== TASK BRIEF ==
Reproduce each line from the records that holds "auth".

== DATA FOR THE TASK ==
= Beginning of Section =

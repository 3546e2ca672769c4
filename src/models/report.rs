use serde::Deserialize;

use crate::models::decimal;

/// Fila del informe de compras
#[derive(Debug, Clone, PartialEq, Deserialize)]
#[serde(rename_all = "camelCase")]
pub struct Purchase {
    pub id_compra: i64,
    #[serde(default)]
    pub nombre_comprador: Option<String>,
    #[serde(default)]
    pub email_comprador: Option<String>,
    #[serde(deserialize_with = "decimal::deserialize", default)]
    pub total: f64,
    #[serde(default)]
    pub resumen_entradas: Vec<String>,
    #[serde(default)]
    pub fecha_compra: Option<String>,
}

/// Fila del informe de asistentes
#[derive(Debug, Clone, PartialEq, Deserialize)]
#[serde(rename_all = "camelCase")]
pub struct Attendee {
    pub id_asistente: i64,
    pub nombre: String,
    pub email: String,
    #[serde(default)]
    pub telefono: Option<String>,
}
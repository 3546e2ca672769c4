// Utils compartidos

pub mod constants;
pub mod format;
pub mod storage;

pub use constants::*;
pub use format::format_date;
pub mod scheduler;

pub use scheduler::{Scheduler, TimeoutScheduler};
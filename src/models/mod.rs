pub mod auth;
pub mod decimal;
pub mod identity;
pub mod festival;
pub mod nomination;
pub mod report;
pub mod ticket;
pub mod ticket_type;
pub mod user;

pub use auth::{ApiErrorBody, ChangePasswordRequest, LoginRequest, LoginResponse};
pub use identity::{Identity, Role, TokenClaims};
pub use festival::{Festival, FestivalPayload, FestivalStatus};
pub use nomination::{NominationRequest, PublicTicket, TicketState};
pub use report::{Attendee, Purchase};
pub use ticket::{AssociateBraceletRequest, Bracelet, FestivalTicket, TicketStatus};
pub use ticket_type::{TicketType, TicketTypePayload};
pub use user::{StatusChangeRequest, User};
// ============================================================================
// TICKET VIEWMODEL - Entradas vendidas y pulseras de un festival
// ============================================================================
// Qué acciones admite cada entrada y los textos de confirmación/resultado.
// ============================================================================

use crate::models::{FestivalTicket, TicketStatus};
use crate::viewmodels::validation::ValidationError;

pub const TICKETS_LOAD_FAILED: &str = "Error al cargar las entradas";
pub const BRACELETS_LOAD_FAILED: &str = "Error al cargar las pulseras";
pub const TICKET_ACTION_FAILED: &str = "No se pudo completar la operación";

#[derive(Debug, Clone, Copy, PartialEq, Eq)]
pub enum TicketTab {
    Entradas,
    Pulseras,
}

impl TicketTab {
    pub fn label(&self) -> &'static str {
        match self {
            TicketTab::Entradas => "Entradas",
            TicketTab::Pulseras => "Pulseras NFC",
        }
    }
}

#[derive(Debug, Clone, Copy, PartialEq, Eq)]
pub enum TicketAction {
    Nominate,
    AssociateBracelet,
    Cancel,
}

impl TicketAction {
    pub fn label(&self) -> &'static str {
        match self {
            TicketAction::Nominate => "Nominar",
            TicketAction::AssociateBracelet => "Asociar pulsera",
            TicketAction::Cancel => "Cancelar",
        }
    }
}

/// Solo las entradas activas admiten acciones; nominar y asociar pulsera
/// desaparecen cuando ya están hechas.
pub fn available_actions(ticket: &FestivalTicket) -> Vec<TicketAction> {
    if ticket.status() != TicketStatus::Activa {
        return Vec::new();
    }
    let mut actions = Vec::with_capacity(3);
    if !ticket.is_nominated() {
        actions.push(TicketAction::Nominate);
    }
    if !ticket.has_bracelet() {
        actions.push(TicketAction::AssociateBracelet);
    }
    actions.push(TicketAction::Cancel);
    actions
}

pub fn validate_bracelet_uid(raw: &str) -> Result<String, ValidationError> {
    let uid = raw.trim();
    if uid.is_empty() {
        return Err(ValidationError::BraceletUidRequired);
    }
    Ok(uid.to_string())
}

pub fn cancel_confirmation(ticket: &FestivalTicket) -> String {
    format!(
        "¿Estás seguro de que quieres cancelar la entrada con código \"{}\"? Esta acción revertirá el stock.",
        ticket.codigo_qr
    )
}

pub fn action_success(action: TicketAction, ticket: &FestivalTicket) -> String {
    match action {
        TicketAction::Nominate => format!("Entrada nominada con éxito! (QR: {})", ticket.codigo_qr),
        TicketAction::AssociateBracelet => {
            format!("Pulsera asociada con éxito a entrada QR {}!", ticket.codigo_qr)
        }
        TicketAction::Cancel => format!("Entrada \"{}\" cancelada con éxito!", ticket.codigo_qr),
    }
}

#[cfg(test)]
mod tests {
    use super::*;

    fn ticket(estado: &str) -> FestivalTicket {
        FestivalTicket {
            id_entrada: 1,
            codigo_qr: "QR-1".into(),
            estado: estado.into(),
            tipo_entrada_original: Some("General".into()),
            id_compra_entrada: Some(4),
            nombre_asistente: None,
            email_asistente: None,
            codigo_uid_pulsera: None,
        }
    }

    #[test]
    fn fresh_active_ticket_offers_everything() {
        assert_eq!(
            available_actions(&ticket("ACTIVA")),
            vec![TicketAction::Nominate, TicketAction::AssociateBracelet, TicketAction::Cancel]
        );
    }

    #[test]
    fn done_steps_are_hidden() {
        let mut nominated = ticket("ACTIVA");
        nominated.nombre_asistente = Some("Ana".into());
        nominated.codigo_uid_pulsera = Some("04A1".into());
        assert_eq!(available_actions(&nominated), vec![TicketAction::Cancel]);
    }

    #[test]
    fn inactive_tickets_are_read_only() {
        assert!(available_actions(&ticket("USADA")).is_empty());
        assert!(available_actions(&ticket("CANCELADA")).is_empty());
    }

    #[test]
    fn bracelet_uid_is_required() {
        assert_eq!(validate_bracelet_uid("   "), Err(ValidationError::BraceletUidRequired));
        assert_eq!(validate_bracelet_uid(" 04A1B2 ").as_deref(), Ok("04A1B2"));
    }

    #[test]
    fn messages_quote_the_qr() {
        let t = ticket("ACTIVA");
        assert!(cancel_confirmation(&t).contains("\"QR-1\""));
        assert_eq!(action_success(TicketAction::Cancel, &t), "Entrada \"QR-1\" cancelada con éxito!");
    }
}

= End of Section =
= Beginning of Section =

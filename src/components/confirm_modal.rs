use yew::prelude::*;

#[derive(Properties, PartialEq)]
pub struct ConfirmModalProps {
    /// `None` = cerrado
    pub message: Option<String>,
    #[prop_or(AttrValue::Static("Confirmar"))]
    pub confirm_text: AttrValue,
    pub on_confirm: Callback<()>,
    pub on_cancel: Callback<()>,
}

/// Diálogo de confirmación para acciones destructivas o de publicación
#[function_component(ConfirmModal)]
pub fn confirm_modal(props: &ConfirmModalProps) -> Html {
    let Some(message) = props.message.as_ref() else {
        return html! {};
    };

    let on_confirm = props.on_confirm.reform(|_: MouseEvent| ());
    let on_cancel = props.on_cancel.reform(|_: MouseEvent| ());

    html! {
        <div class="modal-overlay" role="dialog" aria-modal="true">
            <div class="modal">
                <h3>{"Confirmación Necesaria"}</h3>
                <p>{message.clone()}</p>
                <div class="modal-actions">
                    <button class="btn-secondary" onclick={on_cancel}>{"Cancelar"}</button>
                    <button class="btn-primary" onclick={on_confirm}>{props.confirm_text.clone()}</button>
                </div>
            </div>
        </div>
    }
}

= End of Section =

== TASK SOLUTION ==
pub mod auth;
pub use auth::{ApiErrorBody, ChangePasswordRequest, LoginRequest, LoginResponse};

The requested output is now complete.